A stop or go switch: glycogen synthase kinase 3 beta phosphorylation of the kinesin 1 motor domain at Ser314 halts motility without detaching from microtubules

It is more than 25 years since the discovery that kinesin 1 is phosphorylated by several protein kinases. However, fundamental questions still remain as to how specific protein kinase(s) contribute to particular motor functions under physiological conditions. Because, within an whole organism, kinase cascades display considerable crosstalk and play multiple roles in cell homeostasis, deciphering which kinase(s) is/are involved in a particular process has been challenging. Previously, we found that GSK3 beta plays a role in motor function. Here, we report that a particular site on kinesin 1 motor domain (KHC), S314, is phosphorylated by GSK3 beta in vivo.
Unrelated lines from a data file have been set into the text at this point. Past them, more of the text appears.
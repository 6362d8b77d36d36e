//! Fruit basket rounds
//!
//! A basket holds fruits of known weights and someone can carry at most
//! `limit` per trip. Each round they take the heaviest fruits first for as
//! long as the next one still fits, bite each taken fruit in half and put the
//! halves (rounded down) back. A fruit weighing 1 or less is eaten whole. The
//! answer is the number of rounds until the basket is empty.
//!
//! # Example
//!
//! ```rust
//! use rust_priority_queue::fruits::{count_rounds, parse_basket};
//!
//! let basket = parse_basket("1\n4\n10").unwrap();
//! assert_eq!(count_rounds(&basket), Ok(3));
//! ```

use thiserror::Error;

use crate::input::{InputError, Tokens};
use crate::ordering::max_queue;
use crate::traits::Heap;

/// Error type for the fruit basket simulation
#[derive(Error, Debug, Clone, PartialEq, Eq)]
pub enum FruitError {
    /// The heaviest remaining fruit alone exceeds the limit, so no round can
    /// ever take it
    #[error("a fruit weighing {weight} can never be carried with a limit of {limit}")]
    TooHeavy { weight: u64, limit: u64 },

    #[error(transparent)]
    Input(#[from] InputError),
}

/// The fruit weights and the per-round carrying limit
#[derive(Debug, Clone, PartialEq, Eq)]
pub struct Basket {
    pub fruits: Vec<u64>,
    pub limit: u64,
}

/// Parses a fruit count, that many weights, then the carrying limit
pub fn parse_basket(text: &str) -> Result<Basket, InputError> {
    let mut tokens = Tokens::new(text);

    let count: usize = tokens.next_value("the number of fruits")?;
    let fruits = (0..count)
        .map(|_| tokens.next_value("a fruit weight"))
        .collect::<Result<Vec<u64>, _>>()?;
    let limit = tokens.next_value("the carrying limit")?;
    tokens.finish()?;

    Ok(Basket { fruits, limit })
}

/// Returns the number of rounds needed to empty the basket
///
/// # Errors
/// Returns [`FruitError::TooHeavy`] if some fruit is heavier than the limit.
pub fn count_rounds(basket: &Basket) -> Result<usize, FruitError> {
    let limit = basket.limit;
    let mut heap = max_queue(basket.fruits.len());
    heap.fill(basket.fruits.iter().copied());

    let mut rounds = 0;
    let mut taken = Vec::new();

    while let Ok(&heaviest) = heap.top() {
        if heaviest > limit {
            return Err(FruitError::TooHeavy {
                weight: heaviest,
                limit,
            });
        }

        let mut load = 0;
        while heap.top().is_ok_and(|&weight| weight <= limit - load) {
            if let Ok(weight) = heap.pop() {
                load += weight;
                taken.push(weight);
            }
        }

        rounds += 1;
        for weight in taken.drain(..) {
            if weight > 1 {
                heap.push(weight / 2);
            }
        }
    }

    Ok(rounds)
}

/// Parses `text` as a basket and counts its rounds
pub fn rounds_for_input(text: &str) -> Result<usize, FruitError> {
    let basket = parse_basket(text)?;
    count_rounds(&basket)
}
//! Ship upgrades
//!
//! A modifier either tunes the [`Loadout`] once when installed, adds a per-tick
//! behaviour, or only changes what is drawn. Upgrading yields the next tier,
//! which the player installs in place of the old one.

use super::body::Body;
use super::entity::Others;
use super::player::Loadout;
use super::tick::InputEvent;

/// Repulsion tuning for [`Modifier::AutoEvasion`]
#[derive(Debug, Clone, Copy, PartialEq)]
pub struct Evasion {
    /// Asteroids closer than this push the ship away
    pub panic_radius: f32,
    pub force: f32,
}

impl Default for Evasion {
    fn default() -> Self {
        Self {
            panic_radius: 200.0,
            force: 50.0,
        }
    }
}

#[derive(Debug, Clone, PartialEq)]
pub enum Modifier {
    /// Cheaper thrust
    EfficientEngine,
    /// Holding fire keeps shooting
    AutomaticGun,
    /// Shorter shot delay
    RapidFire,
    LargerBullets,
    /// Straight aiming line
    LaserSight,
    /// Dotted line along the actual bullet path
    PredictiveLaserSight,
    /// Pushes the ship away from nearby asteroids, paid for in score
    AutoEvasion(Evasion),
}

impl Modifier {
    pub fn name(&self) -> &'static str {
        match self {
            Modifier::EfficientEngine => "Efficient Engine",
            Modifier::AutomaticGun => "Automatic Gun",
            Modifier::RapidFire => "Rapid Fire",
            Modifier::LargerBullets => "Bigger Bullets",
            Modifier::LaserSight => "Laser Sight",
            Modifier::PredictiveLaserSight => "Predictive Laser Sight",
            Modifier::AutoEvasion(_) => "Auto Evasion",
        }
    }

    /// One-time effect when installed (or re-installed after an upgrade)
    pub fn initialize(&self, loadout: &mut Loadout) {
        match self {
            Modifier::EfficientEngine => loadout.fuel_cost /= 1.1,
            Modifier::AutomaticGun => loadout.automatic_fire = true,
            Modifier::RapidFire => {
                loadout.shot_delay_ms = (loadout.shot_delay_ms - 100.0).max(0.0);
            }
            Modifier::LargerBullets => loadout.bullet_size += 1.0,
            Modifier::LaserSight | Modifier::PredictiveLaserSight | Modifier::AutoEvasion(_) => {}
        }
    }

    /// Per-tick behaviour, run before the ship fires and moves
    pub fn per_tick(&self, body: &mut Body, score: &mut f32, others: &Others<'_>) {
        let Modifier::AutoEvasion(evasion) = self else {
            return;
        };
        for (entity, _) in others.asteroids() {
            let away = body.pos - entity.body.pos;
            let distance = away.length();
            if distance <= 0.0 || distance >= evasion.panic_radius {
                continue;
            }
            let push = evasion.force / (distance * distance);
            body.vel += away / distance * push;
            *score -= push;
        }
    }

    /// No variant reacts to raw input yet
    pub fn notify(&self, _event: &InputEvent) {}

    /// Next tier; repeatable upgrades return themselves
    pub fn upgrade(&self) -> Modifier {
        match self {
            Modifier::LaserSight => Modifier::PredictiveLaserSight,
            other => other.clone(),
        }
    }
}

#[cfg(test)]
mod tests {
    use super::*;
    use crate::consts::*;
    use crate::sim::asteroid::{Asteroid, AsteroidFactory};
    use crate::sim::entity::{Entity, EntityId};
    use crate::sim::particles::Emitters;
    use glam::Vec2;
    use rand::SeedableRng;
    use rand_pcg::Pcg32;

    fn rocks(positions: &[Vec2]) -> Vec<Entity> {
        let mut rng = Pcg32::seed_from_u64(2);
        let mut emitters = Emitters::default();
        let emitter = emitters.insert(AsteroidFactory::debris_emitter(0.0, 1.0, &mut rng));
        positions
            .iter()
            .enumerate()
            .map(|(i, &pos)| Asteroid::spawn(EntityId(i as u32 + 10), pos, 32.0, 0.0, emitter, None))
            .collect()
    }

    #[test]
    fn test_initialize_tunes_loadout() {
        let mut loadout = Loadout::default();
        Modifier::EfficientEngine.initialize(&mut loadout);
        Modifier::EfficientEngine.initialize(&mut loadout);
        assert!((loadout.fuel_cost - FUEL_COST / 1.21).abs() < 1e-6);

        Modifier::LargerBullets.initialize(&mut loadout);
        assert_eq!(loadout.bullet_size, BULLET_SIZE + 1.0);

        Modifier::AutomaticGun.initialize(&mut loadout);
        assert!(loadout.automatic_fire);
    }

    #[test]
    fn test_rapid_fire_never_goes_negative() {
        let mut loadout = Loadout::default();
        for _ in 0..5 {
            Modifier::RapidFire.initialize(&mut loadout);
        }
        assert_eq!(loadout.shot_delay_ms, 0.0);
    }

    #[test]
    fn test_upgrade_chain() {
        assert_eq!(Modifier::LaserSight.upgrade(), Modifier::PredictiveLaserSight);
        assert_eq!(Modifier::PredictiveLaserSight.upgrade(), Modifier::PredictiveLaserSight);
        assert_eq!(Modifier::RapidFire.upgrade(), Modifier::RapidFire);
    }

    #[test]
    fn test_auto_evasion_pushes_away_and_charges_score() {
        let mut world = rocks(&[Vec2::new(110.0, 100.0), Vec2::new(900.0, 100.0)]);
        let (before, after) = world.split_at_mut(0);
        let others = Others::new(before, after);
        let mut body = Body::new(Vec2::new(100.0, 100.0));
        let mut score = 100.0;

        Modifier::AutoEvasion(Evasion::default()).per_tick(&mut body, &mut score, &others);
        // 50 / 10^2, only the near rock counts
        assert!((body.vel.x + 0.5).abs() < 1e-6);
        assert!(body.vel.y.abs() < 1e-6);
        assert!((score - 99.5).abs() < 1e-5);
    }

    #[test]
    fn test_passive_modifiers_do_nothing_per_tick() {
        let mut world = rocks(&[Vec2::new(110.0, 100.0)]);
        let (before, after) = world.split_at_mut(0);
        let others = Others::new(before, after);
        let mut body = Body::new(Vec2::new(100.0, 100.0));
        let mut score = 100.0;
        Modifier::LaserSight.per_tick(&mut body, &mut score, &others);
        assert_eq!(body.vel, Vec2::ZERO);
        assert_eq!(score, 100.0);
    }
}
The GSK3 beta-phosphomimetic-KHCS314D stalled kinesin 1 motility without dissociating from microtubules, indicating that constitutive GSK3 beta phosphorylation of the motor domain acts as a STOP. In contrast, uncoordinated mitochondrial motility was observed in CRISPR/Cas9-GSK3 beta non-phosphorylatable-KHCS314A Drosophila larval axons, owing to decreased kinesin 1 attachment to microtubules and/or membranes, and reduced ATPase activity. Together, we propose that GSK3 beta phosphorylation fine-tunes kinesin 1 movement in vivo via differential phosphorylation, unraveling the complex in vivo regulatory mechanisms that exist during axonal motility of cargos attached to multiple kinesin 1 and dynein motors.